WHAT YOU ARE ASKED TO DO ::
Here is a block of records. Copy every line in it that includes "LoginError".

DATA SUPPLIED ::
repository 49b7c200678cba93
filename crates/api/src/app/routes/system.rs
use axum::http::StatusCode;

pub async fn health() -> StatusCode {
    StatusCode::OK
}
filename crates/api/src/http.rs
//! Transport-neutral request/response shapes.
//!
//! Every level is optional on the way in: a missing request, body, or field is
//! a condition the router reports, not a parse failure.

use serde::Deserialize;
use serde_json::json;

use loginkit_auth::AccessToken;
use loginkit_core::{LoginError, MissingParamError, ServerError, UnauthorizedError};

pub const STATUS_OK: u16 = 200;
pub const STATUS_BAD_REQUEST: u16 = 400;
pub const STATUS_UNAUTHORIZED: u16 = 401;
pub const STATUS_INTERNAL_SERVER_ERROR: u16 = 500;

/// Inbound login request.
#[derive(Debug, Clone, Default, PartialEq, Eq, Deserialize)]
pub struct HttpRequest {
    #[serde(default)]
    pub body: Option<LoginBody>,
}

impl HttpRequest {
    pub fn new(body: LoginBody) -> Self {
        Self { body: Some(body) }
    }
}

/// Login payload. Missing keys deserialize to `None`.
#[derive(Debug, Clone, Default, PartialEq, Eq, Deserialize)]
pub struct LoginBody {
    #[serde(default)]
    pub email: Option<String>,

    #[serde(default)]
    pub password: Option<String>,
}

impl LoginBody {
    pub fn new(email: impl Into<String>, password: impl Into<String>) -> Self {
        Self {
            email: Some(email.into()),
            password: Some(password.into()),
        }
    }
}

/// Outbound response; built fresh per call.
#[derive(Debug, Clone, PartialEq, Eq)]
pub struct HttpResponse {
    pub status_code: u16,
    pub body: Option<ResponseBody>,
}

#[derive(Debug, Clone, PartialEq, Eq)]
pub enum ResponseBody {
    AccessToken(AccessToken),
    Error(LoginError),
}

impl HttpResponse {
    pub fn ok(access_token: AccessToken) -> Self {
        Self {
            status_code: STATUS_OK,
            body: Some(ResponseBody::AccessToken(access_token)),
        }
    }

    pub fn bad_request(err: MissingParamError) -> Self {
        Self::error(STATUS_BAD_REQUEST, err.into())
    }

    pub fn unauthorized() -> Self {
        Self::error(STATUS_UNAUTHORIZED, UnauthorizedError.into())
    }

    pub fn server_error() -> Self {
        Self::error(STATUS_INTERNAL_SERVER_ERROR, ServerError.into())
    }

    fn error(status_code: u16, err: LoginError) -> Self {
        Self {
            status_code,
            body: Some(ResponseBody::Error(err)),
        }
    }

    /// The error carried in the body, if any.
    pub fn error_body(&self) -> Option<&LoginError> {
        match &self.body {
            Some(ResponseBody::Error(err)) => Some(err),
            _ => None,
        }
    }
}

impl ResponseBody {
    /// JSON rendering used by transport adapters.
    pub fn to_json(&self) -> serde_json::Value {
        match self {
            Self::AccessToken(token) => json!({ "access_token": token }),
            Self::Error(err) => json!({
                "error": err.code(),
                "message": err.to_string(),
            }),
        }
    }
}
//! `loginkit-core` — error values shared by the login boundary.
//!
//! This crate is transport-agnostic: it knows nothing about HTTP status codes
//! or JSON, only about the values a login attempt can be rejected with.

pub mod error;
pub mod value_object;

pub use error::{LoginError, MissingParamError, ServerError, UnauthorizedError};
pub use value_object::ValueObject;
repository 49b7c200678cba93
//! Environment-driven server configuration.

use std::net::SocketAddr;

use thiserror::Error;

use loginkit_auth::InMemoryAuthService;

pub const ADDR_VAR: &str = "LOGINKIT_ADDR";
pub const DEMO_EMAIL_VAR: &str = "LOGINKIT_DEMO_EMAIL";
pub const DEMO_PASSWORD_VAR: &str = "LOGINKIT_DEMO_PASSWORD";
pub const DEMO_TOKEN_VAR: &str = "LOGINKIT_DEMO_TOKEN";

const DEFAULT_ADDR: &str = "0.0.0.0:8080";

#[derive(Debug, Error, Clone, PartialEq, Eq)]
pub enum ConfigError {
    #[error("invalid {var}: {reason}")]
    Invalid { var: &'static str, reason: String },

    #[error("incomplete demo account: {missing} is not set (LOGINKIT_DEMO_EMAIL, LOGINKIT_DEMO_PASSWORD and LOGINKIT_DEMO_TOKEN go together)")]
    IncompleteDemoAccount { missing: &'static str },
}

/// Single account seeded into the in-memory directory at startup.
#[derive(Clone, PartialEq, Eq)]
pub struct DemoAccount {
    pub email: String,
    pub password: String,
    pub token: String,
}

impl core::fmt::Debug for DemoAccount {
    fn fmt(&self, f: &mut core::fmt::Formatter<'_>) -> core::fmt::Result {
        f.debug_struct("DemoAccount")
            .field("email", &self.email)
            .field("password", &"<redacted>")
            .field("token", &"<redacted>")
            .finish()
    }
}

#[derive(Debug, Clone, PartialEq, Eq)]
pub struct ServerConfig {
    pub addr: SocketAddr,
    pub demo_account: Option<DemoAccount>,
}

impl ServerConfig {
    pub fn from_env() -> Result<Self, ConfigError> {
        Self::from_lookup(|key| std::env::var(key).ok())
    }

    /// Build from an arbitrary key lookup. Empty values count as unset.
    pub fn from_lookup(lookup: impl Fn(&str) -> Option<String>) -> Result<Self, ConfigError> {
        let get = |key: &str| lookup(key).filter(|v| !v.trim().is_empty());

        let raw_addr = get(ADDR_VAR).unwrap_or_else(|| DEFAULT_ADDR.to_string());
        let addr = raw_addr.parse().map_err(|e: std::net::AddrParseError| ConfigError::Invalid {
            var: ADDR_VAR,
            reason: e.to_string(),
        })?;

        let demo_account = match (get(DEMO_EMAIL_VAR), get(DEMO_PASSWORD_VAR), get(DEMO_TOKEN_VAR)) {
            (None, None, None) => None,
            (Some(email), Some(password), Some(token)) => Some(DemoAccount { email, password, token }),
            (email, password, _) => {
                let missing = if email.is_none() {
                    DEMO_EMAIL_VAR
                } else if password.is_none() {
                    DEMO_PASSWORD_VAR
                } else {
                    DEMO_TOKEN_VAR
                };
                return Err(ConfigError::IncompleteDemoAccount { missing });
            }
        };

        Ok(Self { addr, demo_account })
    }

    /// Account directory backing the login route.
    pub fn auth_service(&self) -> InMemoryAuthService {
        match &self.demo_account {
            Some(account) => InMemoryAuthService::new().with_account(
                account.email.clone(),
                account.password.clone(),
                account.token.as_str(),
            ),
            None => {
                tracing::warn!("no demo account configured; every login will be rejected");
                InMemoryAuthService::new()
            }
        }
    }
}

ANSWER TO THIS EXERCISE ::
use loginkit_core::{LoginError, MissingParamError, ServerError, UnauthorizedError};
    Error(LoginError),
    fn error(status_code: u16, err: LoginError) -> Self {
    pub fn error_body(&self) -> Option<&LoginError> {
pub use error::{LoginError, MissingParamError, ServerError, UnauthorizedError};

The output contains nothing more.